Tail fins from unchallenged control fish showed a smooth and intact epidermis and revealed no evidence of fin damage (Figure 3(A)). The fin samples collected immediately after the challenge (0 day pc) showed considerable damage induced by the multi- puncture device including numerous clefts in the epithelium (Figure 3(B)). The tail fins of challenged fish collected at day 3 and 5 pc showed signs of necrosis at the puncture site (Figure 3(C)) and bacteria adhering to the fin rays (Figure 3(D)). At day 21 pc the puncture area was macroscopically investigated revealing no persisting damage but healed puncture wounds were observed (not shown).
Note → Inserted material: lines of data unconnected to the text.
//! Role tags and role sets.
//!
//! A role tag names one coarse permission class. The edge server mirrors the
//! signed-in account's role set into the [`ROLE_COOKIE_NAME`] cookie as a JSON
//! array; [`RoleSet::from_cookie_value`] is the only way that cookie is read
//! and it fails closed.

use std::collections::BTreeSet;
use std::fmt;
use std::str::FromStr;

use serde::{Deserialize, Serialize};

use crate::error::CoreError;

/// Name of the cookie mirroring the current role set.
pub const ROLE_COOKIE_NAME: &str = "user-roles";

/// Cookie values longer than this are rejected outright.
const MAX_COOKIE_VALUE_LEN: usize = 4096;

/// A single role tag.
#[derive(Clone, PartialEq, Eq, Hash, PartialOrd, Ord, Serialize, Deserialize)]
#[serde(try_from = "String", into = "String")]
pub enum RoleTag {
    /// Platform administrator.
    Admin,
    /// Hiring company account.
    Company,
    /// Talent (job seeker) account.
    User,
    /// Talent account that completed onboarding.
    JoinedUser,
    /// A tag this build does not know about. Never grants access by itself.
    Other(String),
}

impl RoleTag {
    /// Return the wire representation of the tag.
    #[must_use]
    pub fn as_str(&self) -> &str {
        match self {
            Self::Admin => "ADMIN",
            Self::Company => "COMPANY",
            Self::User => "USER",
            Self::JoinedUser => "JOINEDUSER",
            Self::Other(tag) => tag,
        }
    }

    /// Returns `true` for the talent-side roles that live in the member namespace.
    #[must_use]
    pub const fn is_member(&self) -> bool {
        matches!(self, Self::User | Self::JoinedUser)
    }
}

impl fmt::Debug for RoleTag {
    fn fmt(&self, f: &mut fmt::Formatter<'_>) -> fmt::Result {
        write!(f, "RoleTag({})", self.as_str())
    }
}

impl fmt::Display for RoleTag {
    fn fmt(&self, f: &mut fmt::Formatter<'_>) -> fmt::Result {
        f.write_str(self.as_str())
    }
}

impl FromStr for RoleTag {
    type Err = CoreError;

    fn from_str(s: &str) -> Result<Self, Self::Err> {
        match s {
            "ADMIN" => Ok(Self::Admin),
            "COMPANY" => Ok(Self::Company),
            "USER" => Ok(Self::User),
            "JOINEDUSER" => Ok(Self::JoinedUser),
            other
                if !other.is_empty()
                    && other
                        .bytes()
                        .all(|b| b.is_ascii_uppercase() || b.is_ascii_digit() || b == b'_') =>
            {
                Ok(Self::Other(other.to_string()))
            }
            other => Err(CoreError::InvalidRole(other.to_string())),
        }
    }
}

impl TryFrom<String> for RoleTag {
    type Error = CoreError;

    fn try_from(value: String) -> Result<Self, Self::Error> {
        value.parse()
    }
}

impl From<RoleTag> for String {
    fn from(tag: RoleTag) -> Self {
        tag.as_str().to_string()
    }
}

/// An ordered, deduplicated set of role tags.
#[derive(Debug, Clone, Default, PartialEq, Eq, Serialize, Deserialize)]
#[serde(transparent)]
pub struct RoleSet(BTreeSet<RoleTag>);

impl RoleSet {
    /// Create an empty role set.
    #[must_use]
    pub fn new() -> Self {
        Self::default()
    }

    /// Insert a tag. Returns `true` if it was not already present.
    pub fn insert(&mut self, tag: RoleTag) -> bool {
        self.0.insert(tag)
    }

    /// Remove a tag. Returns `true` if it was present.
    pub fn remove(&mut self, tag: &RoleTag) -> bool {
        self.0.remove(tag)
    }

    /// Check whether the set contains a tag.
    #[must_use]
    pub fn contains(&self, tag: &RoleTag) -> bool {
        self.0.contains(tag)
    }

    /// Check whether the two sets share at least one tag.
    #[must_use]
    pub fn intersects(&self, other: &Self) -> bool {
        !self.0.is_disjoint(&other.0)
    }

    /// Returns `true` if any tag belongs to the member namespace.
    #[must_use]
    pub fn has_member_role(&self) -> bool {
        self.0.iter().any(RoleTag::is_member)
    }

    /// Returns `true` if the set carries no tags.
    #[must_use]
    pub fn is_empty(&self) -> bool {
        self.0.is_empty()
    }

    /// Number of tags in the set.
    #[must_use]
    pub fn len(&self) -> usize {
        self.0.len()
    }

    /// Iterate over the tags in order.
    pub fn iter(&self) -> impl Iterator<Item = &RoleTag> {
        self.0.iter()
    }

    /// Serialize the set as the role cookie value (a JSON array of strings).
    #[must_use]
    pub fn to_cookie_value(&self) -> String {
        let tags: Vec<&str> = self.0.iter().map(RoleTag::as_str).collect();
        serde_json::to_string(&tags).unwrap_or_else(|_| "[]".to_string())
    }

    /// Parse a role cookie value.
    ///
    /// Accepts the raw JSON array or its percent-encoded form. Anything else,
    /// including an array holding a non-string or an invalid tag, yields an
    /// empty set. This never panics.
    #[must_use]
    pub fn from_cookie_value(raw: &str) -> Self {
        let raw = raw.trim();
        if raw.is_empty() || raw.len() > MAX_COOKIE_VALUE_LEN {
            return Self::new();
        }

        let decoded = if raw.starts_with('[') {
            std::borrow::Cow::Borrowed(raw)
        } else {
            match urlencoding::decode(raw) {
                Ok(decoded) => decoded,
                Err(_) => return Self::new(),
            }
        };

        let Ok(values) = serde_json::from_str::<Vec<String>>(&decoded) else {
            return Self::new();
        };

        let mut set = Self::new();
        for value in values {
            match value.parse::<RoleTag>() {
                Ok(tag) => {
                    set.insert(tag);
                }
                Err(_) => return Self::new(),
            }
        }
        set
    }

    /// Parse an optional cookie value; a missing cookie means zero roles.
    #[must_use]
    pub fn from_optional_cookie(raw: Option<&str>) -> Self {
        raw.map(Self::from_cookie_value).unwrap_or_default()
    }
}

impl FromIterator<RoleTag> for RoleSet {
    fn from_iter<I: IntoIterator<Item = RoleTag>>(iter: I) -> Self {
        Self(iter.into_iter().collect())
    }
}

impl<'a> IntoIterator for &'a RoleSet {
    type Item = &'a RoleTag;
    type IntoIter = std::collections::btree_set::Iter<'a, RoleTag>;

    fn into_iter(self) -> Self::IntoIter {
        self.0.iter()
    }
}

#[cfg(test)]
mod tests {
    use super::*;

    fn set(tags: &[RoleTag]) -> RoleSet {
        tags.iter().cloned().collect()
    }

    #[test]
    fn known_tags_round_trip_through_strings() {
        for tag in [
            RoleTag::Admin,
            RoleTag::Company,
            RoleTag::User,
            RoleTag::JoinedUser,
        ] {
            assert_eq!(tag.as_str().parse::<RoleTag>().unwrap(), tag);
        }
    }

    #[test]
    fn unknown_upper_case_tags_are_preserved() {
        let tag: RoleTag = "RECRUITER_2".parse().unwrap();
        assert_eq!(tag, RoleTag::Other("RECRUITER_2".into()));
        assert!(!tag.is_member());
    }

    #[test]
    fn malformed_tags_are_rejected() {
        assert!("".parse::<RoleTag>().is_err());
        assert!("admin".parse::<RoleTag>().is_err());
        assert!("AD MIN".parse::<RoleTag>().is_err());
    }

    #[test]
    fn cookie_value_is_a_sorted_json_array() {
        let roles = set(&[RoleTag::User, RoleTag::Admin, RoleTag::User]);
        assert_eq!(roles.to_cookie_value(), r#"["ADMIN","USER"]"#);
        assert_eq!(RoleSet::new().to_cookie_value(), "[]");
    }

    #[test]
    fn parses_raw_and_percent_encoded_cookies() {
        let expected = set(&[RoleTag::Company]);
        assert_eq!(RoleSet::from_cookie_value(r#"["COMPANY"]"#), expected);
        assert_eq!(
            RoleSet::from_cookie_value("%5B%22COMPANY%22%5D"),
            expected
        );
    }

    #[test]
    fn malformed_cookies_degrade_to_no_roles() {
        let inputs = [
            "",
            "   ",
            "ADMIN",
            "{\"roles\":[\"ADMIN\"]}",
            "[\"ADMIN\"",
            "[1,2,3]",
            "[\"ADMIN\", 1]",
            "[\"ADMIN\", null]",
            "[\"admin\"]",
            "%E0%A4%A",
            "%5B%22ADMIN",
            "[[\"ADMIN\"]]",
            "\u{0}\u{1}",
        ];
        for input in inputs {
            assert!(
                RoleSet::from_cookie_value(input).is_empty(),
                "expected no roles for {input:?}"
            );
        }
    }

    #[test]
    fn oversized_cookie_is_rejected() {
        let huge = format!("[{}\"ADMIN\"]", "\"USER\",".repeat(1000));
        assert!(RoleSet::from_cookie_value(&huge).is_empty());
    }

    #[test]
    fn missing_cookie_means_no_roles() {
        assert!(RoleSet::from_optional_cookie(None).is_empty());
    }

    #[test]
    fn set_operations() {
        let roles = set(&[RoleTag::JoinedUser]);
        assert!(roles.has_member_role());
        assert!(roles.intersects(&set(&[RoleTag::User, RoleTag::JoinedUser])));
        assert!(!roles.intersects(&set(&[RoleTag::Admin])));
        assert!(!set(&[RoleTag::Company]).has_member_role());
    }

    #[test]
    fn serde_uses_plain_string_arrays() {
        let roles: RoleSet = serde_json::from_str(r#"["USER","ADMIN"]"#).unwrap();
        assert_eq!(roles.len(), 2);
        assert_eq!(serde_json::to_string(&roles).unwrap(), r#"["ADMIN","USER"]"#);
        assert!(serde_json::from_str::<RoleSet>(r#"["user"]"#).is_err());
    }
}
The immunohistochemical analysis revealed AS bacteria around the puncture site after challenge (Figure 4(A), Figure 4(B)). The presence of AS was detected as early as day 0 pc when few bacterial cells were attached to the tail fin epithelium, at day 3 pc AS were found in high concentrations predominantly at the puncture wounds (Figure 4(A)) and from day 4 bacteria also colonized the surrounding tissues (Figure 4(B)). No bacteria were recorded in the tail fin tissue sections of surviving fish at day 21 pc, but some bacterial cells were found in spleen associated with melanomacrophage centers (Figure 4(C)).